Our Uganda trip was epic. In fact, it was one of the best trips we had ever embarked on, especially on the East African soil. We hired a 4x4 car, which turned out to be a very important decision for our travel program as well as the itinerary to be successful. The 4x4 vehicle is highly recommended for folks who really want to drive safely on the Ugandan soil or anywhere in the East African region.
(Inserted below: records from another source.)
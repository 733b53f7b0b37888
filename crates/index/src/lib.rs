//! Inverted feature index for approximate string search.
//!
//! Every installed term is filed under `(size, feature)` for each of its
//! features, where `size` is the term's feature count. The value is the sorted
//! set of terms sharing that feature at that size:
//!
//! ```text
//! "5:hum" -> {"humer", "humus", ...}
//! "7:hum" -> {"humerus", ...}
//! ```
//!
//! Entries are sets, so installing a term twice changes nothing. Lookups of a
//! missing `(size, feature)` pair return an empty list.
//!
//! The index also records the largest installed size (used to clamp search
//! ranges for metrics without an upper bound) and the n-gram settings it was
//! built with; reopening with different settings is rejected because the
//! features would no longer line up.

use std::collections::{BTreeMap, BTreeSet};
use std::sync::atomic::{AtomicUsize, Ordering};
use std::sync::Arc;
use std::time::Instant;

use ngram::{NgramConfig, NgramError, NgramExtractor};
use rayon::prelude::*;
use serde::{Deserialize, Serialize};
use store::{Compression, KvStore, Serializer, StoreError, WriteBatch};
use thiserror::Error;
use tracing::{debug, info};

pub const INDEX_SCHEMA_VERSION: u32 = 1;

const META_KEY: &[u8] = b"__index_meta__";
const GLOBAL_MAX_KEY: &[u8] = b"__global_max_features__";
const TERM_COUNT_KEY: &[u8] = b"__term_count__";
const TERM_PREFIX: &str = "__term__:";

/// Errors raised by the feature index.
#[derive(Debug, Error, Clone, PartialEq)]
pub enum IndexError {
    #[error(transparent)]
    Store(#[from] StoreError),
    #[error(transparent)]
    Ngram(#[from] NgramError),
    #[error("invalid parameter: {0}")]
    InvalidParameter(String),
    #[error("corrupt index entry {key}: {reason}")]
    Corrupt { key: String, reason: String },
}

/// Storage settings for index values.
#[derive(Debug, Clone, PartialEq, Eq, Serialize, Deserialize)]
pub struct IndexConfig {
    /// Encoding of the candidate sets.
    #[serde(default)]
    pub serializer: Serializer,
    #[serde(default)]
    pub compression: Compression,
    /// Keys written per backend round trip during install.
    #[serde(default = "default_batch_size")]
    pub batch_size: usize,
}

fn default_batch_size() -> usize {
    500
}

impl Default for IndexConfig {
    fn default() -> Self {
        Self {
            serializer: Serializer::default(),
            compression: Compression::default(),
            batch_size: default_batch_size(),
        }
    }
}

impl IndexConfig {
    pub fn new() -> Self {
        Self::default()
    }

    pub fn with_serializer(mut self, serializer: Serializer) -> Self {
        self.serializer = serializer;
        self
    }

    pub fn with_compression(mut self, compression: Compression) -> Self {
        self.compression = compression;
        self
    }

    pub fn with_batch_size(mut self, batch_size: usize) -> Self {
        self.batch_size = batch_size;
        self
    }

    pub fn validate(&self) -> Result<(), IndexError> {
        if self.batch_size == 0 {
            return Err(IndexError::InvalidParameter(
                "index batch_size must be greater than zero".into(),
            ));
        }
        if let Compression::Zstd { level } = self.compression {
            if !(1..=22).contains(&level) {
                return Err(IndexError::InvalidParameter(format!(
                    "zstd level must be in 1..=22, got {level}"
                )));
            }
        }
        Ok(())
    }
}

/// Settings persisted alongside the index.
#[derive(Debug, Clone, PartialEq, Eq, Serialize, Deserialize)]
struct IndexMeta {
    version: u32,
    ngram: NgramConfig,
}

/// Outcome of one [`FeatureIndex::insert_batch`] call.
#[derive(Debug, Clone, Copy, Default, PartialEq, Eq)]
pub struct InsertReport {
    /// Terms not previously installed.
    pub inserted: usize,
    /// Terms skipped because they were already installed (or empty).
    pub skipped: usize,
    /// Index entries written.
    pub keys_written: usize,
}

/// Inverted index over a [`KvStore`].
pub struct FeatureIndex {
    store: Arc<dyn KvStore>,
    extractor: NgramExtractor,
    cfg: IndexConfig,
    global_max: AtomicUsize,
}

impl FeatureIndex {
    /// Open (or initialise) an index in `store`.
    ///
    /// A writable store without metadata is stamped with the extractor's
    /// settings. A store stamped with different settings is rejected.
    pub fn open(
        store: Arc<dyn KvStore>,
        extractor: NgramExtractor,
        cfg: IndexConfig,
    ) -> Result<Self, IndexError> {
        cfg.validate()?;
        let expected = IndexMeta {
            version: INDEX_SCHEMA_VERSION,
            ngram: extractor.config().clone(),
        };
        match store.get(META_KEY)? {
            Some(bytes) => {
                let found: IndexMeta =
                    serde_json::from_slice(&bytes).map_err(|e| IndexError::Corrupt {
                        key: String::from_utf8_lossy(META_KEY).into_owned(),
                        reason: e.to_string(),
                    })?;
                if found != expected {
                    return Err(IndexError::InvalidParameter(format!(
                        "index was built with {:?} (schema {}), opened with {:?} (schema {})",
                        found.ngram, found.version, expected.ngram, expected.version
                    )));
                }
            }
            None if store.mode().is_writable() => {
                let bytes = serde_json::to_vec(&expected).map_err(StoreError::codec)?;
                store.put(META_KEY, &bytes)?;
            }
            None => {}
        }

        let index = Self {
            store,
            extractor,
            cfg,
            global_max: AtomicUsize::new(0),
        };
        index.reload()?;
        Ok(index)
    }

    pub fn extractor(&self) -> &NgramExtractor {
        &self.extractor
    }

    pub fn config(&self) -> &IndexConfig {
        &self.cfg
    }

    pub fn store(&self) -> &Arc<dyn KvStore> {
        &self.store
    }

    /// Re-read cached metadata after another handle installed terms.
    pub fn reload(&self) -> Result<(), IndexError> {
        let max = self.read_counter(GLOBAL_MAX_KEY)?;
        self.global_max.store(max, Ordering::Release);
        Ok(())
    }

    /// Largest feature count of any installed term (0 for an empty index).
    pub fn global_max_features(&self) -> usize {
        self.global_max.load(Ordering::Acquire)
    }

    /// Number of distinct installed terms.
    pub fn term_count(&self) -> Result<usize, IndexError> {
        self.read_counter(TERM_COUNT_KEY)
    }

    pub fn contains_term(&self, term: &str) -> Result<bool, IndexError> {
        Ok(self.store.contains(term_key(term).as_bytes())?)
    }

    /// Candidate terms of `size` features containing `feature`, sorted.
    pub fn lookup(&self, size: usize, feature: &str) -> Result<Vec<String>, IndexError> {
        let key = entry_key(size, feature);
        match self.store.get(key.as_bytes())? {
            Some(bytes) => Ok(self.decode_entry(&key, &bytes)?.into_iter().collect()),
            None => Ok(Vec::new()),
        }
    }

    /// Install one term. Returns `false` when it was already present.
    pub fn insert(&self, term: &str) -> Result<bool, IndexError> {
        Ok(self.insert_batch(&[term])?.inserted == 1)
    }

    /// Install a batch of terms.
    ///
    /// Features are extracted in parallel. Entries are merged in memory, then
    /// each touched key is read, unioned and written back through a
    /// [`WriteBatch`]. Term markers are written after their entries, so a term
    /// marked as installed always has complete entries.
    pub fn insert_batch<S: AsRef<str> + Sync>(&self, terms: &[S]) -> Result<InsertReport, IndexError> {
        let started = Instant::now();
        self.store.mode().ensure_writable("insert_batch")?;

        let mut report = InsertReport::default();
        let mut fresh: BTreeSet<&str> = BTreeSet::new();
        for term in terms {
            let term = term.as_ref();
            if term.is_empty() || !fresh.insert(term) {
                report.skipped += 1;
            }
        }
        let mut pending = Vec::with_capacity(fresh.len());
        for term in fresh {
            if self.contains_term(term)? {
                report.skipped += 1;
            } else {
                pending.push(term);
            }
        }
        if pending.is_empty() {
            return Ok(report);
        }

        let extracted: Vec<(&str, Vec<String>)> = pending
            .par_iter()
            .map(|term| (*term, self.extractor.features(term)))
            .collect();

        let mut additions: BTreeMap<String, BTreeSet<String>> = BTreeMap::new();
        let mut batch_max = 0usize;
        for (term, features) in &extracted {
            let size = features.len();
            batch_max = batch_max.max(size);
            for feature in features {
                additions
                    .entry(entry_key(size, feature))
                    .or_default()
                    .insert((*term).to_string());
            }
        }

        let mut batch = WriteBatch::new(self.store.as_ref(), self.cfg.batch_size)?;
        for (key, added) in additions {
            let mut entry = match self.store.get(key.as_bytes())? {
                Some(bytes) => self.decode_entry(&key, &bytes)?,
                None => BTreeSet::new(),
            };
            let before = entry.len();
            entry.extend(added);
            if entry.len() != before {
                let bytes = self.encode_entry(&entry)?;
                batch.add(key.into_bytes(), bytes)?;
                report.keys_written += 1;
            }
        }
        for (term, features) in &extracted {
            batch.add(term_key(term).into_bytes(), features.len().to_string().into_bytes())?;
        }
        report.inserted = extracted.len();

        let previous_terms = self.term_count()?;
        batch.add(
            TERM_COUNT_KEY.to_vec(),
            (previous_terms + report.inserted).to_string().into_bytes(),
        )?;
        let global_max = self.global_max_features().max(batch_max);
        if global_max > self.read_counter(GLOBAL_MAX_KEY)? {
            batch.add(GLOBAL_MAX_KEY.to_vec(), global_max.to_string().into_bytes())?;
        }
        batch.commit()?;
        self.global_max.fetch_max(global_max, Ordering::AcqRel);

        info!(
            backend = self.store.backend_name(),
            inserted = report.inserted,
            skipped = report.skipped,
            keys = report.keys_written,
            global_max_features = global_max,
            elapsed_micros = started.elapsed().as_micros() as u64,
            "feature index batch installed"
        );
        Ok(report)
    }

    fn read_counter(&self, key: &[u8]) -> Result<usize, IndexError> {
        let Some(bytes) = self.store.get(key)? else {
            return Ok(0);
        };
        let text = std::str::from_utf8(&bytes).map_err(|e| self.corrupt(key, e))?;
        text.parse::<usize>().map_err(|e| self.corrupt(key, e))
    }

    fn corrupt<E: std::fmt::Display>(&self, key: &[u8], err: E) -> IndexError {
        IndexError::Corrupt {
            key: String::from_utf8_lossy(key).into_owned(),
            reason: err.to_string(),
        }
    }

    fn encode_entry(&self, entry: &BTreeSet<String>) -> Result<Vec<u8>, IndexError> {
        let encoded = self.cfg.serializer.encode(entry)?;
        Ok(self.cfg.compression.compress(encoded)?)
    }

    fn decode_entry(&self, key: &str, bytes: &[u8]) -> Result<BTreeSet<String>, IndexError> {
        let decompressed = self
            .cfg
            .compression
            .decompress(bytes)
            .map_err(|e| self.corrupt(key.as_bytes(), e))?;
        let entry: BTreeSet<String> = self
            .cfg
            .serializer
            .decode(&decompressed)
            .map_err(|e| self.corrupt(key.as_bytes(), e))?;
        debug!(key, candidates = entry.len(), "index entry decoded");
        Ok(entry)
    }
}

fn entry_key(size: usize, feature: &str) -> String {
    format!("{size}:{feature}")
}

fn term_key(term: &str) -> String {
    format!("{TERM_PREFIX}{term}")
}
We spent four weeks, and covered more than 5000 km on the East Africa road’s and moved through Uganda, Kenya, Rwanda, and Tanzania. Our journey was successful. We will be sharing our experiences, including what we learned in the countries we stated above to help prepare you better for your next trip. Check out tips for driving anywhere in the East Africa region.
- Choose the right car
Choose the biggest vehicle if your plan is to rent a car in countries like Uganda. Ensure it is something you can afford for the duration of your trip. East African countries are very vast. There are many things to do and places to explore. And spending extra for more comfort is something worth doing.
We were only four people, adults that entered the Land Cruiser Prado. We were very comfortable even though we embarked on a long trip all day. The boot size was perfect for our luggage. The tinted glasses also made our luggage invisible.
- Get a 4x4 Vehicle if you plan to go off the road
Think of hiring 4-wheel drive vehicle if you plan on visiting the interesting places in East Africa or Uganda in particular. A 4-wheel drive is ideal because of conditions the roads most times. The roads are a little bit bad and could get worse during the raining season. For example, the Bwindi National Park located in the South Western part of Uganda. This forest can be difficult to penetrate sometimes.
Driving Etiquette in Uganda
- Vehicles are driven on the left-hand side in countries like Uganda, Tanzania, and Kenya. Burundi and Rwanda permit driving on the right-hand side. And all the vehicles in the country are configured to the driving position.
- Many of the drivers we encountered in Uganda where very careful when overtaking other vehicles or changing lanes.